OK, maybe that’s an exaggeration. Scott immediately impressed his teammates with the most extensive long-distance range the club had seen since Jerry West’s heyday. Scott’s shooting touch was awe-inspiring, from release to arc to the inevitable soft swish through the twine.
Shooting, however, was only one element of NBA success. His footwork was dreadful, and he was barely capable of going left with the ball. Any expectations of Scott sliding into the starting lineup were quickly put to rest. For now, he was a bench player.
When Los Angeles opened at home against the Kansas City Kings on October 28, it was almost like watching a bunch of actors performing a Lakers tribute skit. Johnson and Abdul-Jabbar looked the same, but . . . was that—wait—Mike McGee starting at the off-guard? Is Swen Nater playing the post? And who the hell are Calvin Garrett and Larry Spriggs (answer, respectively: a free-agent pickup from Houston, and a rookie forward out of Howard University). Los Angeles won, 117–107 behind 25 points apiece from Abdul-Jabbar and Wilkes, then took a 120–115 decision at Utah to start 2-0.

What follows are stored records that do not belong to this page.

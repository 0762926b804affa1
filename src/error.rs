use axum::{Json, http::StatusCode, response::IntoResponse};
use serde::Serialize;
use thiserror::Error;
use validator::ValidationErrors;

use crate::{dao::storage::StorageError, state::coordinator::CoordinatorError};

/// Errors that can occur in service layer operations.
#[derive(Debug, Error)]
pub enum ServiceError {
    /// Storage backend is unavailable.
    #[error("storage unavailable")]
    Unavailable(#[source] StorageError),
    /// Application is running in degraded mode without storage.
    #[error("storage unavailable (degraded mode)")]
    Degraded,
    /// Unauthorized access attempt.
    #[error("unauthorized: {0}")]
    Unauthorized(String),
    /// Invalid input provided by the client.
    #[error("invalid input: {0}")]
    InvalidInput(String),
    /// Operation cannot be performed in the current state.
    #[error("invalid state: {0}")]
    InvalidState(String),
    /// Request clashes with another participant's place in the queue.
    #[error("conflict: {0}")]
    Conflict(String),
    /// Requested resource was not found.
    #[error("not found: {0}")]
    NotFound(String),
}

impl From<StorageError> for ServiceError {
    fn from(err: StorageError) -> Self {
        ServiceError::Unavailable(err)
    }
}

impl From<CoordinatorError> for ServiceError {
    fn from(err: CoordinatorError) -> Self {
        match err {
            CoordinatorError::UnknownStation(station) => {
                ServiceError::NotFound(format!("unknown station `{station}`"))
            }
            CoordinatorError::DuplicateParticipant { .. } => {
                ServiceError::Conflict(err.to_string())
            }
            CoordinatorError::NoStoryName | CoordinatorError::StoryAlreadyCreated { .. } => {
                ServiceError::InvalidState(err.to_string())
            }
            CoordinatorError::NotLoggedIn { .. } => ServiceError::InvalidState(err.to_string()),
            CoordinatorError::InvalidTransition(invalid) => {
                ServiceError::InvalidState(invalid.to_string())
            }
        }
    }
}

impl From<ValidationErrors> for AppError {
    fn from(err: ValidationErrors) -> Self {
        AppError::BadRequest(format!("validation failed: {}", err))
    }
}

/// Application-level errors that are converted to HTTP responses.
#[derive(Debug, Error)]
pub enum AppError {
    /// Bad request with invalid input.
    #[error("bad request: {0}")]
    BadRequest(String),
    /// Unauthorized access attempt.
    #[error("unauthorized: {0}")]
    Unauthorized(String),
    /// Requested resource not found.
    #[error("not found: {0}")]
    NotFound(String),
    /// Conflict with current state.
    #[error("conflict: {0}")]
    Conflict(String),
    /// Service unavailable or degraded.
    #[error("service unavailable: {0}")]
    ServiceUnavailable(String),
    /// Internal server error.
    #[error("internal error: {0}")]
    Internal(String),
}

impl From<ServiceError> for AppError {
    fn from(err: ServiceError) -> Self {
        match err {
            ServiceError::Unavailable(source) => AppError::ServiceUnavailable(source.to_string()),
            ServiceError::Degraded => AppError::ServiceUnavailable("degraded mode".into()),
            ServiceError::Unauthorized(message) => AppError::Unauthorized(message),
            ServiceError::InvalidInput(message) => AppError::BadRequest(message),
            ServiceError::InvalidState(message) => AppError::Conflict(message),
            ServiceError::Conflict(message) => AppError::Conflict(message),
            ServiceError::NotFound(message) => AppError::NotFound(message),
        }
    }
}

#[derive(Serialize)]
struct ErrorBody {
    message: String,
}

impl IntoResponse for AppError {
    fn into_response(self) -> axum::response::Response {
        let status = match &self {
            AppError::BadRequest(_) => StatusCode::BAD_REQUEST,
            AppError::Unauthorized(_) => StatusCode::UNAUTHORIZED,
            AppError::NotFound(_) => StatusCode::NOT_FOUND,
            AppError::Conflict(_) => StatusCode::CONFLICT,
            AppError::ServiceUnavailable(_) => StatusCode::SERVICE_UNAVAILABLE,
            AppError::Internal(_) => StatusCode::INTERNAL_SERVER_ERROR,
        };

        let payload = Json(ErrorBody {
            message: self.to_string(),
        });

        (status, payload).into_response()
    }
}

Generally speaking, teams like the Lakers have very few “big” games early in the season. A PR department might generate hype; players might talk smack; a coach might break out clichés about “tonight being a statement on dignity and pride.” But when a franchise reaches three of four championship series, November contests rarely matter.
On the morning of November 2, the Lakers woke up for a game that mattered. Players and coaches boarded a bus for the two-hour ride to San Diego, where the Clippers—and Norm Nixon—awaited.
For the most part, games against the Clippers were as predictably scripted as a Rocky sequel. The first quarter might be close, then—by midway through the second—Los Angeles would pull away and win by 15–20 points. When the clashes were held in Los Angeles, 30 percent of the attendees vanished by the fourth quarter. When the clashes were held in San Diego, Laker fans outnumbered Clipper fans by a significant margin.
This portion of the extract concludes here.